The guitar-playing environmental specialist, who was nominated on Friday as the EU's candidate to head the International Monetary Fund, hasn't been in the media spotlight quite so much but is well used to top international roles.
Most recently tipped to lead the European Council, she lost that job to Belgium's Charles Michel in July, leaving her free to seek to succeed Christine Lagarde as head of the International Monetary Fund.
This is given that an exception can be made as she will turn 66 this month, surpassing the IMF's age limit of 65 for the post.
'Will not give up'
World Bank number two since 2017, the energetic economist and highly regarded administrator twice secured top international jobs despite being her country's second pick.
One of them was when she became EU commissioner for aid and crisis management in 2010.
She was little known then, but eagerly donning rubber boots or a bullet-proof vest, she soon became a popular figure for her pleasant efficiency and get-stuck-in approach.
Standing out among the often grey Brussels bureaucrats, Georgieva was not afraid to show emotion as she battled for funds, visited global hotspots and oversaw the EU's huge aid operations.
In 2014 she became European Commission vice-president for budget and human resources.
"She is tenacious and will not give up when fighting for an issue she really cares about," said one Brussels diplomat.
Georgieva is also known for her ability to persuade and get consensus.
In 2016, she was a surprise finalist in the election to the UN secretary general's post, which in the end went to Portugal's Antonio Guterres.
'Life of the party'
Georgieva was born on August 13, 1953, the year Soviet leader Joseph Stalin died, behind the Iron Curtain in Sofia, capital of communist Bulgaria.
Her father Ivan was a road construction technician and mother Minka worked as a shop manager, ignoring her husband's advice not to work because of a heart condition.
Her mother, who died in 2014 aged 93, told local media that as a child her daughter was "far too quiet" and always had her nose in a book from the moment she could read.

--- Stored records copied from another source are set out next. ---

//! Codec for the INSEE reference files.
//!
//! Reads the COG files (regions, departments, communes), an optional
//! commune population file and the wide historical statistics file into
//! typed records. Pure synchronous; no database dependencies.
//!
//! # Quick start
//!
//! ```no_run
//! use insee_csv::{RegionRecord, Records};
//!
//! for row in Records::<RegionRecord, _>::from_path("v_region_2024.csv").unwrap() {
//!   let (line, record) = row.unwrap();
//!   println!("{line}: {} {}", record.reg, record.libelle);
//! }
//! ```

pub mod error;
mod records;
mod statistics;

pub use error::{Error, Result};
pub use records::{
  CommuneRecord, DepartementRecord, PopulationRecord, Records, ReferenceRecord,
  RegionRecord,
};
pub use statistics::{StatisticCell, StatisticsReader, StatisticsRow};

/// Field separator of the COG reference files.
pub const COG_DELIMITER: u8 = b',';

/// Field separator of the historical statistics file.
pub const STATISTICS_DELIMITER: u8 = b';';
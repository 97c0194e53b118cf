//! Integration tests for `SqliteStore` against an in-memory database.

use std::{fs, path::Path};

use insee_core::store::ReportStore;
use tempfile::TempDir;

use crate::{Error, ImportFiles, ImportReport, SqliteStore, Step};

// ─── Fixtures ────────────────────────────────────────────────────────────────

const REGIONS: &str = "\
REG,CHEFLIEU,TNCC,NCC,NCCENR,LIBELLE
01,97105,3,GUADELOUPE,Guadeloupe,Guadeloupe
84,69123,1,AUVERGNE RHONE ALPES,Auvergne-Rhône-Alpes,Auvergne-Rhône-Alpes
";

const DEPARTEMENTS: &str = "\
DEP,REG,CHEFLIEU,TNCC,NCC,NCCENR,LIBELLE
971,01,97105,3,GUADELOUPE,Guadeloupe,Guadeloupe
69,84,69123,2,RHONE,Rhône,Rhône
01,84,01053,5,AIN,Ain,Ain
";

const COMMUNES: &str = "\
TYPECOM,COM,REG,DEP,CTCD,ARR,TNCC,NCC,NCCENR,LIBELLE,CAN,COMPARENT
COM,97105,01,971,971,,0,BASSE TERRE,Basse-Terre,Basse-Terre,,
COM,01001,84,01,01D,,5,ABERGEMENT CLEMENCIAT,Abergement-Clémenciat,L'Abergement-Clémenciat,,
COM,01002,84,01,01D,,5,ABERGEMENT DE VAREY,Abergement-de-Varey,L'Abergement-de-Varey,,
COM,01004,84,01,01D,,1,AMBERIEU EN BUGEY,Ambérieu-en-Bugey,Ambérieu-en-Bugey,,
COM,01053,84,01,01D,,0,BOURG EN BRESSE,Bourg-en-Bresse,Bourg-en-Bresse,,
COM,69123,84,69,69D,,0,LYON,Lyon,Lyon,,
ARM,69381,84,69,69D,,0,LYON 1ER ARRONDISSEMENT,\
Lyon 1er Arrondissement,Lyon 1er Arrondissement,,69123
";

// 97105 grows from 1000 to 1100 (10 %); 01053 sits exactly on 10000.
const STATISTICS: &str = "\
CODGEO;P21_POP;P15_POP;SUPERF;NAIS1520
97105;1100;1000;5.78;70
1001;832;767;15.95;s
01004;15000;14000;24.6;900
01053;10000;9000;23.86;2500
69123;522000;513000;47.87;40000
99999;100;100;1;1
";

const POPULATION: &str = "\
codgeo,population
01002,240
99999,5
01001,abc
";

struct Fixture {
  dir: TempDir,
}

impl Fixture {
  fn new() -> Self {
    let fixture = Self { dir: tempfile::tempdir().expect("temp dir") };
    fixture.write("regions.csv", REGIONS);
    fixture.write("departements.csv", DEPARTEMENTS);
    fixture.write("communes.csv", COMMUNES);
    fixture.write("statistics.csv", STATISTICS);
    fixture.write("population.csv", POPULATION);
    fixture
  }

  fn write(&self, name: &str, content: &str) {
    fs::write(self.dir.path().join(name), content).expect("write fixture");
  }

  fn path(&self) -> &Path { self.dir.path() }

  fn files(&self) -> ImportFiles {
    ImportFiles {
      regions:      self.path().join("regions.csv"),
      departements: self.path().join("departements.csv"),
      communes:     self.path().join("communes.csv"),
      population:   Some(self.path().join("population.csv")),
      statistics:   self.path().join("statistics.csv"),
    }
  }
}

async fn store() -> SqliteStore {
  SqliteStore::open_in_memory()
    .await
    .expect("in-memory store")
}

async fn imported() -> (SqliteStore, ImportReport) {
  let fixture = Fixture::new();
  let s = store().await;
  let report = s.import(fixture.files()).await.unwrap();
  (s, report)
}

/// Run raw SQL on the store's connection, returning the error text if any.
async fn exec(s: &SqliteStore, sql: &'static str) -> Result<(), String> {
  s.conn
    .call(move |conn| Ok(conn.execute_batch(sql).map_err(|e| e.to_string())))
    .await
    .unwrap()
}

async fn scalar(s: &SqliteStore, sql: &'static str) -> i64 {
  s.conn
    .call(move |conn| Ok(conn.query_row(sql, [], |r| r.get(0))?))
    .await
    .unwrap()
}

// ─── Schema ──────────────────────────────────────────────────────────────────

#[tokio::test]
async fn schema_init_is_idempotent() {
  let s = store().await;
  s.init_schema().await.unwrap();
  s.init_schema().await.unwrap();
  let summary = s.summary().await.unwrap();
  assert_eq!(summary.counts.regions, 0);
}

#[tokio::test]
async fn reference_tables_are_read_only_outside_an_import() {
  let (s, _) = imported().await;

  let err = exec(&s, "UPDATE region SET name = 'x'").await.unwrap_err();
  assert!(err.contains("read-only"), "{err}");
  let err = exec(&s, "DELETE FROM departement").await.unwrap_err();
  assert!(err.contains("read-only"), "{err}");

  assert_eq!(scalar(&s, "PRAGMA foreign_keys").await, 1);
}

// ─── Import ──────────────────────────────────────────────────────────────────

#[tokio::test]
async fn import_loads_every_table() {
  let (s, report) = imported().await;
  let counts = s.summary().await.unwrap().counts;

  assert_eq!(counts.regions, 2);
  assert_eq!(counts.departements, 3);
  assert_eq!(counts.communes, 6);
  assert_eq!(counts.chefs_lieux_region, 2);
  assert_eq!(counts.chefs_lieux_departement, 3);
  assert_eq!(counts.statistic_types, 31);

  let communes = report.step(Step::Communes).unwrap();
  assert_eq!(communes.read, 7);
  assert_eq!(communes.inserted, 6);
  assert_eq!(communes.filtered, 1);
}

#[tokio::test]
async fn statistics_skip_bad_rows_and_keep_going() {
  let (s, report) = imported().await;

  // 5 known communes × 4 columns, minus the "s" cell of 01001.
  assert_eq!(s.summary().await.unwrap().counts.statistics, 19);

  let stats = report.step(Step::Statistics).unwrap();
  assert_eq!(stats.inserted, 19);
  assert_eq!(stats.skipped, 1 + 4);

  let messages: Vec<_> = report.warnings.iter().map(|w| w.message.as_str()).collect();
  assert!(messages.iter().any(|m| m.contains("invalid value for 01001 NAIS1520")));
  assert!(messages.iter().any(|m| m.contains("unknown commune 99999")));

  let bad = report
    .warnings
    .iter()
    .find(|w| w.message.contains("NAIS1520"))
    .unwrap();
  assert_eq!(bad.file, "statistics.csv");
  assert_eq!(bad.line, 3);
}

#[tokio::test]
async fn non_numeric_value_does_not_abort_the_file() {
  let fixture = Fixture::new();
  fixture.write(
    "statistics.csv",
    "CODGEO;P21_POP\n01001;abc\n01004;\n01053;10000\n69123;522000\n",
  );
  let s = store().await;
  let report = s.import(fixture.files()).await.unwrap();

  let stats = report.step(Step::Statistics).unwrap();
  assert_eq!(stats.inserted, 2);
  assert_eq!(stats.skipped, 1);
  assert_eq!(stats.filtered, 1);
  assert_eq!(s.summary().await.unwrap().counts.statistics, 2);
}

#[tokio::test]
async fn population_file_fills_the_commune_column() {
  let (s, report) = imported().await;

  let pop = report.step(Step::Population).unwrap();
  assert_eq!(pop.read, 3);
  assert_eq!(pop.inserted, 1);
  assert_eq!(pop.skipped, 2);

  assert_eq!(
    scalar(&s, "SELECT population FROM commune WHERE code_insee = '01002'").await,
    240
  );
}

#[tokio::test]
async fn reimport_leaves_counts_unchanged() {
  let fixture = Fixture::new();
  let s = store().await;

  s.import(fixture.files()).await.unwrap();
  let first = s.summary().await.unwrap().counts;

  let again = s.import(fixture.files()).await.unwrap();
  let second = s.summary().await.unwrap().counts;

  assert_eq!(first, second);
  for step in &again.steps {
    assert_eq!(step.inserted, 0, "{:?} inserted rows on re-import", step.step);
  }
}

#[tokio::test]
async fn references_hold_after_import() {
  let (s, _) = imported().await;
  assert!(s.integrity_check().await.unwrap().is_empty());

  let orphans = scalar(
    &s,
    "SELECT COUNT(*) FROM commune c
     LEFT JOIN departement d ON d.dep_id = c.dep_id
     WHERE d.dep_id IS NULL",
  )
  .await;
  assert_eq!(orphans, 0);
}

#[tokio::test]
async fn statistics_are_unique_per_commune_type_and_year() {
  let fixture = Fixture::new();
  let s = store().await;
  s.import(fixture.files()).await.unwrap();
  s.import(fixture.files()).await.unwrap();

  // SUPERF has no year; NULL must not defeat uniqueness.
  let duplicates = scalar(
    &s,
    "SELECT COUNT(*) FROM (
       SELECT 1 FROM statistique
       GROUP BY com_id, type_id, annee
       HAVING COUNT(*) > 1
     )",
  )
  .await;
  assert_eq!(duplicates, 0);
}

#[tokio::test]
async fn periods_store_start_and_end_year() {
  let (s, _) = imported().await;
  let end = scalar(
    &s,
    "SELECT s.annee_fin FROM statistique s
     JOIN type_statistique t ON t.id = s.type_id
     JOIN commune c ON c.com_id = s.com_id
     WHERE t.nom = 'NAIS1520' AND c.code_insee = '01004'",
  )
  .await;
  assert_eq!(end, 2020);
}

#[tokio::test]
async fn missing_file_fails_before_loading() {
  let fixture = Fixture::new();
  let mut files = fixture.files();
  files.statistics = fixture.path().join("absent.csv");

  let s = store().await;
  let err = s.import(files).await.unwrap_err();
  assert!(matches!(err, Error::MissingFile(_)));
  assert_eq!(s.summary().await.unwrap().counts.regions, 0);
}

#[tokio::test]
async fn failed_step_rolls_back_and_restores_enforcement() {
  let fixture = Fixture::new();
  // The department file loses its LIBELLE column.
  fixture.write("departements.csv", "DEP,REG,CHEFLIEU\n01,84,01053\n");

  let s = store().await;
  assert!(s.import(fixture.files()).await.is_err());

  let counts = s.summary().await.unwrap().counts;
  assert_eq!(counts.regions, 2);
  assert_eq!(counts.departements, 0);

  assert_eq!(scalar(&s, "SELECT locked FROM import_lock").await, 1);
  assert_eq!(scalar(&s, "PRAGMA foreign_keys").await, 1);
}

#[tokio::test]
async fn dangling_region_reference_aborts_the_step() {
  let fixture = Fixture::new();
  fixture.write(
    "departements.csv",
    "DEP,REG,CHEFLIEU,TNCC,NCC,NCCENR,LIBELLE\n\
     01,84,01053,5,AIN,Ain,Ain\n\
     75,11,75056,0,PARIS,Paris,Paris\n",
  );

  let s = store().await;
  let err = s.import(fixture.files()).await.unwrap_err();
  assert!(matches!(err, Error::ForeignKeyViolation { table: "departement", count: 1 }));
  assert_eq!(s.summary().await.unwrap().counts.departements, 0);
}

// ─── Reports ─────────────────────────────────────────────────────────────────

#[tokio::test]
async fn departments_of_region_by_code() {
  let (s, _) = imported().await;

  let deps = s.departments_in_region("01").await.unwrap();
  assert_eq!(deps.len(), 1);
  assert_eq!(deps[0].code, "971");
  assert_eq!(deps[0].name, "Guadeloupe");
  assert_eq!(deps[0].chef_lieu.as_deref(), Some("Basse-Terre"));
}

#[tokio::test]
async fn departments_of_region_by_name_sorted() {
  let (s, _) = imported().await;

  let deps = s.departments_in_region("auvergne-rhône-alpes").await.unwrap();
  let names: Vec<_> = deps.iter().map(|d| d.name.as_str()).collect();
  assert_eq!(names, ["Ain", "Rhône"]);
}

#[tokio::test]
async fn region_name_matching_folds_accented_capitals() {
  let fixture = Fixture::new();
  fixture.write(
    "regions.csv",
    &format!("{REGIONS}11,75056,1,ILE DE FRANCE,Île-de-France,Île-de-France\n"),
  );
  fixture.write(
    "departements.csv",
    &format!("{DEPARTEMENTS}75,11,75056,0,PARIS,Paris,Paris\n"),
  );
  fixture.write(
    "communes.csv",
    &format!("{COMMUNES}COM,75056,11,75,75C,,0,PARIS,Paris,Paris,,\n"),
  );
  let s = store().await;
  s.import(fixture.files()).await.unwrap();

  for spelling in ["Île-de-France", "île-de-france", "ÎLE-DE-FRANCE", "11"] {
    let deps = s.departments_in_region(spelling).await.unwrap();
    assert_eq!(deps.len(), 1, "{spelling}");
    assert_eq!(deps[0].code, "75");
    assert_eq!(deps[0].chef_lieu.as_deref(), Some("Paris"));
  }
  assert!(s.departments_in_region("ile-de-france").await.unwrap().is_empty());
}

#[tokio::test]
async fn communes_strictly_above_threshold() {
  let (s, _) = imported().await;

  let communes = s.communes_above_population("01", 10_000.0).await.unwrap();
  let codes: Vec<_> = communes.iter().map(|c| c.code.as_str()).collect();
  assert_eq!(codes, ["01004"]);
  assert_eq!(communes[0].population, 15_000.0);
}

#[tokio::test]
async fn stored_population_is_the_fallback() {
  let (s, _) = imported().await;

  // 01002 has no census statistic, only the population file value.
  let communes = s.communes_above_population("1", 200.0).await.unwrap();
  let codes: Vec<_> = communes.iter().map(|c| c.code.as_str()).collect();
  assert_eq!(codes, ["01004", "01053", "01001", "01002"]);
}

#[tokio::test]
async fn growth_rate_between_censuses() {
  let (s, _) = imported().await;

  let growth = s.population_growth(2015, 2021).await.unwrap();
  let guadeloupe = growth.iter().find(|g| g.region == "Guadeloupe").unwrap();
  assert_eq!(guadeloupe.pop_start, 1000.0);
  assert_eq!(guadeloupe.pop_end, 1100.0);
  assert_eq!(guadeloupe.growth_rate, Some(10.0));
}

#[tokio::test]
async fn growth_rejects_unknown_census_year() {
  let (s, _) = imported().await;
  let err = s.population_growth(2016, 2021).await.unwrap_err();
  assert!(matches!(err, Error::Core(insee_core::Error::UnknownCensusYear(2016))));
}

#[tokio::test]
async fn most_and_least_populated_regions() {
  let (s, _) = imported().await;

  let extremes = s.region_extremes().await.unwrap();
  assert_eq!(extremes.most.unwrap().code, "84");
  assert_eq!(extremes.least.unwrap().code, "01");
}

#[tokio::test]
async fn top_communes_and_regional_totals() {
  let (s, _) = imported().await;

  let top = s.top_communes(2021, 2).await.unwrap();
  assert_eq!(top.len(), 2);
  assert_eq!(top[0].commune, "Lyon");
  assert_eq!(top[0].departement, "Rhône");
  assert_eq!(top[1].commune, "Ambérieu-en-Bugey");

  let regions = s.population_by_region(2021).await.unwrap();
  assert_eq!(regions[0].code, "84");
  assert_eq!(regions[0].population, 522_000.0 + 15_000.0 + 10_000.0 + 832.0);
  assert_eq!(regions[1].population, 1100.0);
}

#[tokio::test]
async fn commune_evolution_ranks_by_percent() {
  let (s, _) = imported().await;

  let evolution = s.commune_evolution(2015, 2021, 10).await.unwrap();
  assert_eq!(evolution[0].commune, "Bourg-en-Bresse");
  assert_eq!(evolution[0].evolution, 11.11);
  assert_eq!(evolution[1].commune, "Basse-Terre");
  assert_eq!(evolution[1].evolution, 10.0);
  assert_eq!(evolution.len(), 5);
}

#[tokio::test]
async fn density_divides_population_by_surface() {
  let (s, _) = imported().await;

  let density = s.departement_density(5).await.unwrap();
  let rhone = density.iter().find(|d| d.departement == "Rhône").unwrap();
  assert!((rhone.density - 522_000.0 / 47.87).abs() < 0.01);
  assert_eq!(density[0].departement, "Rhône");
}

#[tokio::test]
async fn summary_samples_region_seats() {
  let (s, _) = imported().await;

  let seats = s.summary().await.unwrap().sample_seats;
  assert_eq!(seats.len(), 2);
  assert_eq!(seats[0].region_code, "01");
  assert_eq!(seats[0].commune, "Basse-Terre");
  assert_eq!(seats[1].commune, "Lyon");
}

She came out of her shell later though. A university classmate, Borislav Borisov, said Georgieva was "the life and soul of the party, playing the guitar.. everyone's favourite."
"She does not burn bridges, she builds them. A real diplomat," he said.
After a PhD in economic science, Georgieva did stints at the London School of Economics, the Massachusetts Institute of Technology and Harvard Business School, as well as teaching in Fiji and Australia.
She has written more than 100 publications on environmental and economic policy topics, including a textbook on microeconomics, and spent almost two decades at the World Bank.
There she rose up the ranks and held a number of senior positions including vice president. She was also World Bank director for Russia, based in Moscow, in 2004.
This helped the married mother-of-one improve her Russian, in which she is fluent along with English.